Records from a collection
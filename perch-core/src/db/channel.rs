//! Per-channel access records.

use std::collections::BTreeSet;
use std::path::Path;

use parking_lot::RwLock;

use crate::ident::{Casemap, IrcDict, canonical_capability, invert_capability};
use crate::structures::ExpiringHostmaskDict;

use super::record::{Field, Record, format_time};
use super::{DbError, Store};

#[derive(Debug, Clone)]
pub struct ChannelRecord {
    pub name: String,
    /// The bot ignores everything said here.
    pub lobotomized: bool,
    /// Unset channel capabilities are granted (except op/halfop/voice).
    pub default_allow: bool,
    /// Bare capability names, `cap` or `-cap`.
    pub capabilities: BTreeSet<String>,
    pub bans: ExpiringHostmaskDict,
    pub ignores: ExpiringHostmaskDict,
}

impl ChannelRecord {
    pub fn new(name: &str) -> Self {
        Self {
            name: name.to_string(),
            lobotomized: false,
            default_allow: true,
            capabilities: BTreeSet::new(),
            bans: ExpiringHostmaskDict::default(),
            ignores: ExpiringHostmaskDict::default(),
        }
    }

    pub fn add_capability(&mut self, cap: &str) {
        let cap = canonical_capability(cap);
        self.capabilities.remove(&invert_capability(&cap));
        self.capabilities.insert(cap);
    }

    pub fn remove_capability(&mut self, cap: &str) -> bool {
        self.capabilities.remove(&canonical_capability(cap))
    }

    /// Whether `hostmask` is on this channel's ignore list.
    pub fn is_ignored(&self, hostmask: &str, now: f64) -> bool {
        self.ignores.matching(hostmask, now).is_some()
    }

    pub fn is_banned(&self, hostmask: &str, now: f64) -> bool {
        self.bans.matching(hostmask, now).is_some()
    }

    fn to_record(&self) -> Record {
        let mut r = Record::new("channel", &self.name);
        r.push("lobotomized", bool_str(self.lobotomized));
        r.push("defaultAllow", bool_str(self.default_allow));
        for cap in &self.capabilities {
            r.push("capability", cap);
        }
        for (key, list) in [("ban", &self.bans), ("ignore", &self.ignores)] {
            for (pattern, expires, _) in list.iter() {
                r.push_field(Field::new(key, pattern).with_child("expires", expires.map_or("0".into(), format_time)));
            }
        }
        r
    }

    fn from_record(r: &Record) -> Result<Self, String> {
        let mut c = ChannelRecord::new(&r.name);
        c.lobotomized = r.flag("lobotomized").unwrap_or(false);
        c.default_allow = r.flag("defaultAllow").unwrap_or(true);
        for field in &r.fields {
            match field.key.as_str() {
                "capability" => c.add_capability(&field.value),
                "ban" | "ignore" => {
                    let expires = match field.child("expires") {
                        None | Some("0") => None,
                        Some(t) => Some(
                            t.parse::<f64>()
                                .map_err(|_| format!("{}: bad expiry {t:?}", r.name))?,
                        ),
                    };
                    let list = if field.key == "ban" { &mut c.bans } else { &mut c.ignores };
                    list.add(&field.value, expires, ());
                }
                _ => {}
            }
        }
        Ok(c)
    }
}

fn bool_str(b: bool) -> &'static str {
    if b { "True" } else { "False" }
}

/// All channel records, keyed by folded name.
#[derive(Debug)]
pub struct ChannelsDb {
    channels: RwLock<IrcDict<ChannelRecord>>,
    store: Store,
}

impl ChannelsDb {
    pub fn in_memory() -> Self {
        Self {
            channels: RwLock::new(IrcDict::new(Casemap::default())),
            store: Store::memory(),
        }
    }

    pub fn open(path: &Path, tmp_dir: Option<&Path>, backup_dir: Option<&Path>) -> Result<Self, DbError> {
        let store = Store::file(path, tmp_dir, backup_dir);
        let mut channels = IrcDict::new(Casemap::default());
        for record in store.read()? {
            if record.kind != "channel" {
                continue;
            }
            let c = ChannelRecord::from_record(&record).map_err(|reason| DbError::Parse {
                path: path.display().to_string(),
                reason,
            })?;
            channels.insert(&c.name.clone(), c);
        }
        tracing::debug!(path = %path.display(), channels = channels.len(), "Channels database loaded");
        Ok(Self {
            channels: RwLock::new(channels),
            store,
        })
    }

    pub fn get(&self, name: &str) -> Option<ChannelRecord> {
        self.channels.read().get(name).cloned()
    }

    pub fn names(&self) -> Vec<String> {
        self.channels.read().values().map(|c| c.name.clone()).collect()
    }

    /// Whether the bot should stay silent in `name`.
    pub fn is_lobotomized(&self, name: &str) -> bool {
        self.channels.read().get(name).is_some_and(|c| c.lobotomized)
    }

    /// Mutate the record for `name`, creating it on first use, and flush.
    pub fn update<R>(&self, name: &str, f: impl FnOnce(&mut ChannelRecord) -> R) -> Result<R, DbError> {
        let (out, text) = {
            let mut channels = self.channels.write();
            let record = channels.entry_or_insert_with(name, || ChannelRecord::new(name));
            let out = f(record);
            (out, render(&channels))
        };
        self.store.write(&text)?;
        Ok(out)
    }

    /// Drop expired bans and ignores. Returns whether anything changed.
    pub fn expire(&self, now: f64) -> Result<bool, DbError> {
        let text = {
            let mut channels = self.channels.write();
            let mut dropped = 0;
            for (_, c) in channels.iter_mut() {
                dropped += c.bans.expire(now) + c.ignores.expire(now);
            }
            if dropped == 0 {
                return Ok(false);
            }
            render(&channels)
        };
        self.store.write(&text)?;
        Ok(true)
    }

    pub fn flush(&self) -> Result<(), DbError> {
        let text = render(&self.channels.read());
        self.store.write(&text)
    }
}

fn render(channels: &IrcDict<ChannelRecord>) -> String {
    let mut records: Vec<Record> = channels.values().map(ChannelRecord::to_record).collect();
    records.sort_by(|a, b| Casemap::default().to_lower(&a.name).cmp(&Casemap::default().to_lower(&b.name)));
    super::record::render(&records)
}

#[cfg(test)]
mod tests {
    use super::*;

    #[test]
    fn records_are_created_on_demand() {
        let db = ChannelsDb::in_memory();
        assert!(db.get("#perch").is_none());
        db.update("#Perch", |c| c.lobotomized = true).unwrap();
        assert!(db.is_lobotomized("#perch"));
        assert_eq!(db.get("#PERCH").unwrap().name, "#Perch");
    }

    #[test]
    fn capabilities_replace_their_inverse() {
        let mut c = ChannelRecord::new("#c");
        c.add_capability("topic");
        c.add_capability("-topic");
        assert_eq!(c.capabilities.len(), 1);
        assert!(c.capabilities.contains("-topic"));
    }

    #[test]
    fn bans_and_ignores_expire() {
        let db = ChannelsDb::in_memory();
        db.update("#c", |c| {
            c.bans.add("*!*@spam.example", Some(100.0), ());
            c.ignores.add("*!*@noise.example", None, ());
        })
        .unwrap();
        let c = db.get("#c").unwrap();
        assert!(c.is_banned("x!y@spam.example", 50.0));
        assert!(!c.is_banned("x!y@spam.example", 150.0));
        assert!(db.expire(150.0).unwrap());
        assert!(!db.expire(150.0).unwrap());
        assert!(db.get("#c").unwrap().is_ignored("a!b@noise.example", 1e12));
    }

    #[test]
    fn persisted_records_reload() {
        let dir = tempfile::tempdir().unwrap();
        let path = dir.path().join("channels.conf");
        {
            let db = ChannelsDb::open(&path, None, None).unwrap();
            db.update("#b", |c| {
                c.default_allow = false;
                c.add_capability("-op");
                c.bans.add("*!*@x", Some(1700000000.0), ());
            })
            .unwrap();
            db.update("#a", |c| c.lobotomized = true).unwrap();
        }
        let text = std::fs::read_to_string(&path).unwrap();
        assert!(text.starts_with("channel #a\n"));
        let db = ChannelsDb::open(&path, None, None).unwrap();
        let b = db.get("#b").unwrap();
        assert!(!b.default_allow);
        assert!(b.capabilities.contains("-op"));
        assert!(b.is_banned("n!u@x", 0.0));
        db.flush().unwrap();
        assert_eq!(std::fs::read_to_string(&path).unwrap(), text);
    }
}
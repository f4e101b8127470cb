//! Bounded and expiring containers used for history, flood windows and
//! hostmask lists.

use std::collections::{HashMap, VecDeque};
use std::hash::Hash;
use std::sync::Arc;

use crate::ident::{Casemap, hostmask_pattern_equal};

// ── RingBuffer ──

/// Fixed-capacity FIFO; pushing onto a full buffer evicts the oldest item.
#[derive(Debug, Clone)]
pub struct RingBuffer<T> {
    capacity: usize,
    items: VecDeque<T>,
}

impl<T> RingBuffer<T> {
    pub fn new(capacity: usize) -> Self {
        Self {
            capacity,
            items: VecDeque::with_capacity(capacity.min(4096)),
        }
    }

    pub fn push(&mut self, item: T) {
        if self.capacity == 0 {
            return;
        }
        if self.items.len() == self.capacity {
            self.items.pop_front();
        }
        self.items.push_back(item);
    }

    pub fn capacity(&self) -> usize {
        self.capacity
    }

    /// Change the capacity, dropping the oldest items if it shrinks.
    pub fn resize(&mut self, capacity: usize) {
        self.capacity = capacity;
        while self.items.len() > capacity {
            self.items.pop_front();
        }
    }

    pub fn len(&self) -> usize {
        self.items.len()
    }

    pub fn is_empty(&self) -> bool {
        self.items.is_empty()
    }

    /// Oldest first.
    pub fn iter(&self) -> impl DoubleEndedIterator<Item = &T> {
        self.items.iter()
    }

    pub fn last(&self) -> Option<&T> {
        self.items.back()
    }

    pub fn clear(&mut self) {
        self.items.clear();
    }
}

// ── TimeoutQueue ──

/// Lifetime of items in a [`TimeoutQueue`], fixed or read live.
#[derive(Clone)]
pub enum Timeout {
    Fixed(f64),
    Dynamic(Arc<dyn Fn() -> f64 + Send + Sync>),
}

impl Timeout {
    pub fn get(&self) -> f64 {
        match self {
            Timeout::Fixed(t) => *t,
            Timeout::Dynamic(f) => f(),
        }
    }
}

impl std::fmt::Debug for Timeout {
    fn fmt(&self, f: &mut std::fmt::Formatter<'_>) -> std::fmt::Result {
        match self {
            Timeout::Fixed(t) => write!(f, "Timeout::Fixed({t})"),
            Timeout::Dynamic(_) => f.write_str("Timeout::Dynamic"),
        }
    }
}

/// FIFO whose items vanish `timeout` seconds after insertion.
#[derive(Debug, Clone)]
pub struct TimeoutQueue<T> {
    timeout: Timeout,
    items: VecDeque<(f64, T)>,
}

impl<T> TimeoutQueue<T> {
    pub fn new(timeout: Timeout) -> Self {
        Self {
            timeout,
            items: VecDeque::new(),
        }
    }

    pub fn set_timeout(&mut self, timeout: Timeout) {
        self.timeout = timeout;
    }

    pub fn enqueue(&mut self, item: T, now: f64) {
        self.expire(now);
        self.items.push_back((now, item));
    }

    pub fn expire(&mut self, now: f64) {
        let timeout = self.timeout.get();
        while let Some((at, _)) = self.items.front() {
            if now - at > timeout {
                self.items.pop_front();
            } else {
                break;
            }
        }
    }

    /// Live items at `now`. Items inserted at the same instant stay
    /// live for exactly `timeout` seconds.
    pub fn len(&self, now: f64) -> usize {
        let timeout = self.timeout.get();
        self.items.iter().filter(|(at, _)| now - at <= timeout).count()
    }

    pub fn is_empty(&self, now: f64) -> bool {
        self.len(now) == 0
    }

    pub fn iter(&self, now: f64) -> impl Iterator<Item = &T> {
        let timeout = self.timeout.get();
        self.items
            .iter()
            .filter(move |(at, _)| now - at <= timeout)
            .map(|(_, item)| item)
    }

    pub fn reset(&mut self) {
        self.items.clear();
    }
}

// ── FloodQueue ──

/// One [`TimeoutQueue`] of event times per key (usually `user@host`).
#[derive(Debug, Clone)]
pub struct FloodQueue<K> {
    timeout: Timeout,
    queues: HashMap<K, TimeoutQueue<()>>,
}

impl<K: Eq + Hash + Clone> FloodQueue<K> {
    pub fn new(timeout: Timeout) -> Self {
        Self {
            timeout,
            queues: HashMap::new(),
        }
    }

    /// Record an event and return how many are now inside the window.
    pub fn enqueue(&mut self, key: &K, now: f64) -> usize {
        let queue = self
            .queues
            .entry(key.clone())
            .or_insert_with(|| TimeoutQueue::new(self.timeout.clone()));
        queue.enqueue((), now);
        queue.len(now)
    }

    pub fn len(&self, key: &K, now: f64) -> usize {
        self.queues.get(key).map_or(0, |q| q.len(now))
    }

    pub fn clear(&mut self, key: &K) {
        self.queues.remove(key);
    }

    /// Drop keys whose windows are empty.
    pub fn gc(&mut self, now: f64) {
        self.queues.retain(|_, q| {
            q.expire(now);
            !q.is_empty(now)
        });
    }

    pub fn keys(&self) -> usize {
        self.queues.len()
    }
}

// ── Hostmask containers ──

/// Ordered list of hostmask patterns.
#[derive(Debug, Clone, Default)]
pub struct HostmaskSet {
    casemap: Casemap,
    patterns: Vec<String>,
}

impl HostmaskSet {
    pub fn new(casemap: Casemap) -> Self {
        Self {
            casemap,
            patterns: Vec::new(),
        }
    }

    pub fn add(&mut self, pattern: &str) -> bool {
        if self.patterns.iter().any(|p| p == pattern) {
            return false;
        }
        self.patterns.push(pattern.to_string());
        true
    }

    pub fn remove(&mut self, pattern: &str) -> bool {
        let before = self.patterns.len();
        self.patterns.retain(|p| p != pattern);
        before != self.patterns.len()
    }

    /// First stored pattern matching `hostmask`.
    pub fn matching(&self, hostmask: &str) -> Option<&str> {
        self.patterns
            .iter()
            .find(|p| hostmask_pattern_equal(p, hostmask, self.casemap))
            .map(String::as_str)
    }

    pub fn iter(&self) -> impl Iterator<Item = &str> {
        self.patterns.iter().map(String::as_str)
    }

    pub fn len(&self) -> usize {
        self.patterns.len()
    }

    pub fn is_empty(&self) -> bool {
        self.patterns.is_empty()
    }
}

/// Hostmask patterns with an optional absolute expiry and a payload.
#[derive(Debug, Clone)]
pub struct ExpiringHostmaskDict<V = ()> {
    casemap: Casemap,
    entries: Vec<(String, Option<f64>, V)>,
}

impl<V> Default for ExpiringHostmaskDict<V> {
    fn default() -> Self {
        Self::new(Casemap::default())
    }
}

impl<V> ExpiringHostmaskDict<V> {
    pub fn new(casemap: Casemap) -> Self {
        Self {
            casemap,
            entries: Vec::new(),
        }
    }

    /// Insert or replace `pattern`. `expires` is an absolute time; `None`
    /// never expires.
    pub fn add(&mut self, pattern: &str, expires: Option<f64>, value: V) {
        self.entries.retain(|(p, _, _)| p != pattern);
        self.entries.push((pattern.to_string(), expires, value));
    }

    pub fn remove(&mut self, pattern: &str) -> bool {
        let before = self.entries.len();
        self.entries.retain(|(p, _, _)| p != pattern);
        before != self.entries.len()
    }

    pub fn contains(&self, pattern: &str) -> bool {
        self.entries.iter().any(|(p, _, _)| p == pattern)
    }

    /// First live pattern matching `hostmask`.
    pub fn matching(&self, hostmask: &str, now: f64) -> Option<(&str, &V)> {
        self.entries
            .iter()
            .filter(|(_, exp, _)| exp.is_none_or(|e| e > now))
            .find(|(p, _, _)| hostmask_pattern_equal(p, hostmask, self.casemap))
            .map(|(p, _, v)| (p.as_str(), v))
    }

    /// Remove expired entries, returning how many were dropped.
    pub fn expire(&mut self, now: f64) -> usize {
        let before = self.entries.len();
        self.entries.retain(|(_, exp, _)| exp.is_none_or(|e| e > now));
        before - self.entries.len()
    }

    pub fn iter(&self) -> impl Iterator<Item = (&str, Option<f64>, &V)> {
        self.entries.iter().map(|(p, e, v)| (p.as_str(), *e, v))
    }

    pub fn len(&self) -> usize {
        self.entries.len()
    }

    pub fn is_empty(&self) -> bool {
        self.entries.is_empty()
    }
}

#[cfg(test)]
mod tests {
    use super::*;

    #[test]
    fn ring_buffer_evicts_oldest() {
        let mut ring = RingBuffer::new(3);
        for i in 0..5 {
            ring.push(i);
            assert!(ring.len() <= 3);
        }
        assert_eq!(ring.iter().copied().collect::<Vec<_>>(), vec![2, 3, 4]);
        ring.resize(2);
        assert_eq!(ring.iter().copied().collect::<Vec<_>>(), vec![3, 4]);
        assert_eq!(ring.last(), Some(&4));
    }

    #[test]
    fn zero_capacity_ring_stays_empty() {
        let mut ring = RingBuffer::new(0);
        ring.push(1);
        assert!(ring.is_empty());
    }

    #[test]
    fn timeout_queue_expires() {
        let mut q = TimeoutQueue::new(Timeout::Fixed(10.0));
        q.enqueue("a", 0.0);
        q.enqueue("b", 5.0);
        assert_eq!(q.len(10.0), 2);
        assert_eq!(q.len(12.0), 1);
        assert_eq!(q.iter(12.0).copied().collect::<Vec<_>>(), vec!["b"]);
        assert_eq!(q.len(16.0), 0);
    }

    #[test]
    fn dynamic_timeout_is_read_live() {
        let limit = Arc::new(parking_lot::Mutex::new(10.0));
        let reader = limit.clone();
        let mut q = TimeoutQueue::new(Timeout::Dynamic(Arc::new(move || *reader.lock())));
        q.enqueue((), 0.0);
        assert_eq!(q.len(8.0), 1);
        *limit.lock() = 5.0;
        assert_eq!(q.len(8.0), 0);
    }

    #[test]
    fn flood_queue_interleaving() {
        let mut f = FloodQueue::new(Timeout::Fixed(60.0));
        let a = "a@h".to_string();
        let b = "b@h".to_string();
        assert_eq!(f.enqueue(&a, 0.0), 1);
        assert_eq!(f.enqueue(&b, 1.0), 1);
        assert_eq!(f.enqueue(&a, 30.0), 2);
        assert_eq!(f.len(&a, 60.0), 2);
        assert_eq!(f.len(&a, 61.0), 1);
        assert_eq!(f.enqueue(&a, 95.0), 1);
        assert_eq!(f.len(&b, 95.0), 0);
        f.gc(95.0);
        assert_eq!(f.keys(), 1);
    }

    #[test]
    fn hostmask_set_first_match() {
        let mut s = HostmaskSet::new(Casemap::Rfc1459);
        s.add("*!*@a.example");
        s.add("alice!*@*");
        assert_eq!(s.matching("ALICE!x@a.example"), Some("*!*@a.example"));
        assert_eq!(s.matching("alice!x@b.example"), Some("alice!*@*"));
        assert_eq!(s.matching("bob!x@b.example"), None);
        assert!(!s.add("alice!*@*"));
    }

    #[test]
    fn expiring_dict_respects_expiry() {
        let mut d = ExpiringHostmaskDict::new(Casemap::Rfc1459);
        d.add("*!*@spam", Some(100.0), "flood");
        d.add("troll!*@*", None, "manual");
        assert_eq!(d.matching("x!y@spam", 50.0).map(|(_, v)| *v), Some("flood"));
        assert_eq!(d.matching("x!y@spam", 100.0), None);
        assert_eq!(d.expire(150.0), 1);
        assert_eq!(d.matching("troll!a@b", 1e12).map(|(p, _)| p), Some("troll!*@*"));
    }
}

* [What the task requires] Identify the lines in the entries that hold "VecDeque" and return each one.

* [Problem solution]
use std::collections::{HashMap, VecDeque};
    items: VecDeque<T>,
            items: VecDeque::with_capacity(capacity.min(4096)),
    items: VecDeque<(f64, T)>,
            items: VecDeque::new(),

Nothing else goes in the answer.